Stored data:
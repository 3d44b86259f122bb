//! Core types for histogram representation

use qeb_core::{Error, Result};
use serde::{Deserialize, Serialize};
use std::fmt;

/// Range and bin count of a histogram with uniform bins
#[derive(Debug, Clone, Copy, PartialEq, Serialize, Deserialize)]
pub struct HistogramParams {
    /// Left edge of the first bin
    pub min: f64,
    /// Right edge of the last bin
    pub max: f64,
    /// Number of bins
    pub num_bins: usize,
}

impl HistogramParams {
    /// Create validated histogram parameters
    pub fn new(min: f64, max: f64, num_bins: usize) -> Result<Self> {
        if num_bins == 0 {
            return Err(Error::InvalidParameter(
                "histogram must have at least one bin".to_string(),
            ));
        }
        if !min.is_finite() || !max.is_finite() {
            return Err(Error::non_finite("histogram range"));
        }
        if max <= min {
            return Err(Error::InvalidParameter(format!(
                "histogram range is empty: min={min}, max={max}"
            )));
        }
        Ok(Self { min, max, num_bins })
    }

    /// Width of a single bin
    pub fn bin_resolution(&self) -> f64 {
        (self.max - self.min) / self.num_bins as f64
    }

    /// Left edge of bin `index`
    pub fn bin_lower_value(&self, index: usize) -> f64 {
        self.min + index as f64 * self.bin_resolution()
    }

    /// Center of bin `index`
    pub fn bin_center_value(&self, index: usize) -> f64 {
        self.min + (index as f64 + 0.5) * self.bin_resolution()
    }

    /// Right edge of bin `index`
    pub fn bin_upper_value(&self, index: usize) -> f64 {
        self.min + (index + 1) as f64 * self.bin_resolution()
    }

    /// Centers of all bins
    pub fn values_center(&self) -> Vec<f64> {
        (0..self.num_bins).map(|i| self.bin_center_value(i)).collect()
    }

    /// Left edges of all bins
    pub fn values_lower(&self) -> Vec<f64> {
        (0..self.num_bins).map(|i| self.bin_lower_value(i)).collect()
    }

    /// Right edges of all bins
    pub fn values_upper(&self) -> Vec<f64> {
        (0..self.num_bins).map(|i| self.bin_upper_value(i)).collect()
    }

    /// Check if a value lies in `[min, max)`
    pub fn is_within_bounds(&self, value: f64) -> bool {
        value >= self.min && value < self.max
    }

    /// Index of the bin containing `value`, if any
    pub fn bin_index(&self, value: f64) -> Option<usize> {
        if !self.is_within_bounds(value) {
            return None;
        }
        let index = ((value - self.min) / self.bin_resolution()) as usize;
        Some(index.min(self.num_bins - 1))
    }
}

impl fmt::Display for HistogramParams {
    fn fmt(&self, f: &mut fmt::Formatter<'_>) -> fmt::Result {
        write!(
            f,
            "[{:.4}, {:.4}) in {} bins of width {:.4}",
            self.min,
            self.max,
            self.num_bins,
            self.bin_resolution()
        )
    }
}

/// A histogram with uniform bins, per-bin error bars and an off-chart amount
///
/// Bin values may be raw counts or densities; [`normalized`](Self::normalized)
/// turns either into a probability density.
#[derive(Debug, Clone, PartialEq, Serialize, Deserialize)]
pub struct HistogramWithErrorBars {
    params: HistogramParams,
    bins: Vec<f64>,
    delta: Vec<f64>,
    off_chart: f64,
}

impl HistogramWithErrorBars {
    /// Create an empty histogram (all bins zero)
    pub fn new(min: f64, max: f64, num_bins: usize) -> Result<Self> {
        Ok(Self::with_params(HistogramParams::new(min, max, num_bins)?))
    }

    /// Create an empty histogram from already validated parameters
    pub fn with_params(params: HistogramParams) -> Self {
        Self {
            params,
            bins: vec![0.0; params.num_bins],
            delta: vec![0.0; params.num_bins],
            off_chart: 0.0,
        }
    }

    /// Create a histogram from its bin values and error bars
    pub fn from_parts(
        params: HistogramParams,
        bins: Vec<f64>,
        delta: Vec<f64>,
        off_chart: f64,
    ) -> Result<Self> {
        let mut histogram = Self::with_params(params);
        histogram.load(&bins, &delta, off_chart)?;
        Ok(histogram)
    }

    /// Replace bin values, error bars and off-chart amount
    pub fn load(&mut self, bins: &[f64], delta: &[f64], off_chart: f64) -> Result<()> {
        let n = self.params.num_bins;
        if bins.len() != n {
            return Err(Error::size_mismatch(n, bins.len(), "histogram bins"));
        }
        if delta.len() != n {
            return Err(Error::size_mismatch(n, delta.len(), "histogram error bars"));
        }
        validate_non_negative(bins, "histogram bins")?;
        validate_non_negative(delta, "histogram error bars")?;
        if !off_chart.is_finite() || off_chart < 0.0 {
            return Err(Error::InvalidInput(format!(
                "off-chart amount must be finite and non-negative, got {off_chart}"
            )));
        }

        self.bins.copy_from_slice(bins);
        self.delta.copy_from_slice(delta);
        self.off_chart = off_chart;
        Ok(())
    }

    /// Reset all bins, error bars and the off-chart amount to zero
    pub fn reset(&mut self) {
        self.bins.iter_mut().for_each(|b| *b = 0.0);
        self.delta.iter_mut().for_each(|d| *d = 0.0);
        self.off_chart = 0.0;
    }

    pub fn params(&self) -> &HistogramParams {
        &self.params
    }

    pub fn min(&self) -> f64 {
        self.params.min
    }

    pub fn max(&self) -> f64 {
        self.params.max
    }

    pub fn num_bins(&self) -> usize {
        self.params.num_bins
    }

    pub fn bin_resolution(&self) -> f64 {
        self.params.bin_resolution()
    }

    /// Bin values
    pub fn bins(&self) -> &[f64] {
        &self.bins
    }

    /// Per-bin error bars
    pub fn delta(&self) -> &[f64] {
        &self.delta
    }

    pub fn off_chart(&self) -> f64 {
        self.off_chart
    }

    /// Value of bin `index`
    pub fn count(&self, index: usize) -> Option<f64> {
        self.bins.get(index).copied()
    }

    /// Error bar of bin `index`
    pub fn error_bar(&self, index: usize) -> Option<f64> {
        self.delta.get(index).copied()
    }

    pub fn values_center(&self) -> Vec<f64> {
        self.params.values_center()
    }

    pub fn values_lower(&self) -> Vec<f64> {
        self.params.values_lower()
    }

    pub fn values_upper(&self) -> Vec<f64> {
        self.params.values_upper()
    }

    /// Largest bin value
    pub fn max_value(&self) -> f64 {
        self.bins.iter().copied().fold(0.0, f64::max)
    }

    /// Index of the largest bin value (first one on ties)
    pub fn argmax(&self) -> usize {
        let mut best = 0;
        for (i, &v) in self.bins.iter().enumerate() {
            if v > self.bins[best] {
                best = i;
            }
        }
        best
    }

    /// Sum of all bin values
    pub fn total_counts(&self) -> f64 {
        self.bins.iter().sum()
    }

    /// Factor dividing the bins to obtain a probability density
    ///
    /// `off_chart + bin_resolution * sum(bins)`
    pub fn normalization(&self) -> f64 {
        self.off_chart + self.bin_resolution() * self.total_counts()
    }

    /// Create a normalized copy whose bins form a probability density
    ///
    /// Error bars and the off-chart amount are scaled by the same factor. A
    /// histogram whose normalization is zero is returned unchanged.
    pub fn normalized(&self) -> Self {
        let mut normalized = self.clone();
        let factor = self.normalization();
        if factor > 0.0 {
            normalized.bins.iter_mut().for_each(|b| *b /= factor);
            normalized.delta.iter_mut().for_each(|d| *d /= factor);
            normalized.off_chart /= factor;
        }
        normalized
    }
}

impl fmt::Display for HistogramWithErrorBars {
    fn fmt(&self, f: &mut fmt::Formatter<'_>) -> fmt::Result {
        write!(
            f,
            "HistogramWithErrorBars({} bins, range=[{:.4}, {:.4}], off_chart={:.4})",
            self.num_bins(),
            self.min(),
            self.max(),
            self.off_chart
        )
    }
}

fn validate_non_negative(values: &[f64], context: &str) -> Result<()> {
    if values.iter().any(|v| !v.is_finite()) {
        return Err(Error::non_finite(context));
    }
    if let Some(v) = values.iter().find(|&&v| v < 0.0) {
        return Err(Error::InvalidInput(format!(
            "{context} must be non-negative, found {v}"
        )));
    }
    Ok(())
}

WHAT YOU WILL DO » Each line above with the string "Debug" in it should be located and copied.

TASK ANSWER »
#[derive(Debug, Clone, Copy, PartialEq, Serialize, Deserialize)]
#[derive(Debug, Clone, PartialEq, Serialize, Deserialize)]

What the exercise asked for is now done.